Even after nearly a year of being human, Crowley still struggled with the juxtaposing contempt and mournful sympathy the boy inspired in him. Jack Kline was undoubtable useful, keeping the angels engaged, obscuring Crowley's plans, and draining resources away from efforts to open another rift. But the nephilim had no real hope of destroying Michael's forces. The boy's only real asset was his undeniably immense, raw power. Beyond that, he was hobbled by his youth and his naiveté, his lack of experience and strategy, and what Crowley recognized instantly as a typical Winchester's dogged disbelief in his ability to fail. The nephilim believed if he only continued to push forward, with good intentions and vainglorious self-sacrifice, that somehow, against all odds, he would win. That his was a noble and just cause, and therefore, all would turn out right in the end.

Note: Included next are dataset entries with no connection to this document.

use std::env;
use std::fs;
use std::path::{Path, PathBuf};

use is_root::is_root;

use crate::error::{CheckerError, CheckerResult};

pub const INSTALL_DIR: &str = "/usr/local/bin";
pub const EXECUTABLE_NAME: &str = "proxychecker";

#[derive(Debug, Clone, PartialEq, Eq)]
pub enum InstallOutcome {
    Installed(PathBuf),
    AlreadyInstalled(PathBuf),
}

pub trait Installer {
    fn install(&self) -> CheckerResult<InstallOutcome>;
}

/// Copies the running executable into a system binary directory.
#[derive(Debug, Clone)]
pub struct SelfInstaller {
    /// Binary to copy; `None` means the current executable.
    source: Option<PathBuf>,
    destination: PathBuf,
    overwrite: bool,
}

impl SelfInstaller {
    pub fn new(directory: impl AsRef<Path>, name: &str, overwrite: bool) -> Self {
        Self {
            source: None,
            destination: directory.as_ref().join(name),
            overwrite,
        }
    }

    #[cfg(test)]
    pub fn with_source(mut self, source: PathBuf) -> Self {
        self.source = Some(source);
        self
    }

    pub fn destination(&self) -> &Path {
        &self.destination
    }

    fn source_path(&self) -> CheckerResult<PathBuf> {
        match &self.source {
            Some(path) => Ok(path.clone()),
            None => env::current_exe().map_err(CheckerError::SelfPath),
        }
    }
}

impl Default for SelfInstaller {
    fn default() -> Self {
        Self::new(INSTALL_DIR, EXECUTABLE_NAME, false)
    }
}

impl Installer for SelfInstaller {
    fn install(&self) -> CheckerResult<InstallOutcome> {
        // A dangling symlink counts as installed; writing through it would
        // create its target.
        if !self.overwrite && fs::symlink_metadata(&self.destination).is_ok() {
            tracing::debug!(path = %self.destination.display(), "destination exists, skipping");
            return Ok(InstallOutcome::AlreadyInstalled(self.destination.clone()));
        }

        let exe = self.source_path()?;
        let content = fs::read(&exe).map_err(|source| CheckerError::SelfRead {
            path: exe.clone(),
            source,
        })?;

        warn_if_unprivileged();

        let to_error = |source| CheckerError::SelfWrite {
            path: self.destination.clone(),
            source,
        };
        fs::write(&self.destination, &content).map_err(to_error)?;
        set_executable(&self.destination).map_err(to_error)?;

        tracing::info!(
            from = %exe.display(),
            to = %self.destination.display(),
            bytes = content.len(),
            "installed executable"
        );
        Ok(InstallOutcome::Installed(self.destination.clone()))
    }
}

#[cfg(unix)]
fn set_executable(path: &Path) -> std::io::Result<()> {
    use std::os::unix::fs::PermissionsExt;
    fs::set_permissions(path, fs::Permissions::from_mode(0o755))
}

#[cfg(not(unix))]
fn set_executable(_path: &Path) -> std::io::Result<()> {
    Ok(())
}

fn warn_if_unprivileged() {
    if !is_root() {
        tracing::warn!("not running as root, writing to a system directory will likely fail");
    }
}
use std::path::Path;
use std::process::ExitCode;

use colored::*;

use crate::checker::{Checker, ScanSummary};
use crate::cli::Cli;
use crate::config::{Config, Settings};
use crate::error::{CheckerError, CheckerResult};
use crate::installer::{InstallOutcome, Installer, SelfInstaller};
use crate::output::ProxyListWriter;
use crate::prober::{Prober, TcpProber};
use crate::report::{stdout_reporter, Reporter};
use crate::targets::load_targets;

pub const USAGE: &str = "Usage: proxychecker [OPTIONS] <TARGET_FILE>";

#[derive(Debug, Clone, Copy, PartialEq, Eq)]
pub enum Exit {
    Success,
    Failure,
    Usage,
}

impl Exit {
    pub fn code(self) -> ExitCode {
        match self {
            Exit::Success => ExitCode::SUCCESS,
            Exit::Failure => ExitCode::from(1),
            Exit::Usage => ExitCode::from(2),
        }
    }
}

fn fail(error: CheckerError) -> Exit {
    tracing::debug!(?error, "run aborted");
    println!("{} {}", "Error:".red().bold(), error);
    Exit::Failure
}

fn load_settings(cli: &Cli) -> CheckerResult<Settings> {
    let config = Config::load(cli.config.as_deref())?;
    Settings::resolve(config, cli)
}

pub async fn run(cli: &Cli) -> Exit {
    if cli.install {
        let settings = match load_settings(cli) {
            Ok(settings) => settings,
            Err(e) => return fail(e),
        };
        let installer = SelfInstaller::new(
            &settings.install_dir,
            &settings.executable_name,
            settings.overwrite,
        );
        tracing::debug!(destination = %installer.destination().display(), "installing");
        return install(&installer);
    }

    // Nothing is read from disk before a target file is known.
    let Some(target_file) = cli.target_file.as_deref() else {
        println!("{}", USAGE);
        return Exit::Usage;
    };

    let settings = match load_settings(cli) {
        Ok(settings) => settings,
        Err(e) => return fail(e),
    };

    let prober = TcpProber::new(settings.timeout);
    let mut reporter = stdout_reporter(settings.color);

    match scan(target_file, &settings, &prober, reporter.as_mut()).await {
        Ok(_) => Exit::Success,
        Err(e) => fail(e),
    }
}

pub fn install(installer: &dyn Installer) -> Exit {
    println!("Installing the program...");

    match installer.install() {
        Ok(InstallOutcome::Installed(path)) => {
            println!("Installation complete: {}", path.display());
            Exit::Success
        }
        Ok(InstallOutcome::AlreadyInstalled(path)) => {
            println!("Already installed at {}", path.display());
            Exit::Success
        }
        Err(e) => fail(e),
    }
}

/// Check every target in `target_file` and write the reachable ones.
///
/// Returns `None` when the file holds no usable target; nothing is written
/// in that case.
pub async fn scan(
    target_file: &Path,
    settings: &Settings,
    prober: &dyn Prober,
    reporter: &mut dyn Reporter,
) -> CheckerResult<Option<ScanSummary>> {
    let targets = load_targets(target_file)?;

    if targets.is_empty() {
        println!("No targets found in the file.");
        return Ok(None);
    }

    println!("Starting proxy checking...");
    tracing::debug!(count = targets.len(), timeout = ?settings.timeout, "checking targets");

    let summary = Checker::new(prober, reporter).check_all(&targets).await;

    println!(
        "Proxy checking complete. {}/{} reachable in {:.2}s",
        summary.reachable.len(),
        summary.total,
        summary.elapsed_secs()
    );

    let writer = ProxyListWriter::new(settings.proxy_type, settings.output_file.clone());
    writer.write(&summary.reachable)?;
    println!("Working proxies saved to file: {}", writer.path().display());

    Ok(Some(summary))
}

So Crowley, and Castiel, had reluctantly agreed to do what countless generals had done throughout the long, bloody history of war. Allow the idealistic to throw themselves against the ramparts and distract the enemy, while they prepared the way for actual victory.

All they needed now was for Jack to hold out a little longer.

"That very well might work," Castiel crossed to the other side of the table, to observe a map pinned to the tent wall. He pulled out the pin representing the nephilim's forces, and moved it closer to Michael's stronghold, and the prophet, marked on the map. "But we will have to use what we have. Our timetable has been stepped up."

Bollocks.

"Why?" Crowley sighed in annoyance, "What's happened?"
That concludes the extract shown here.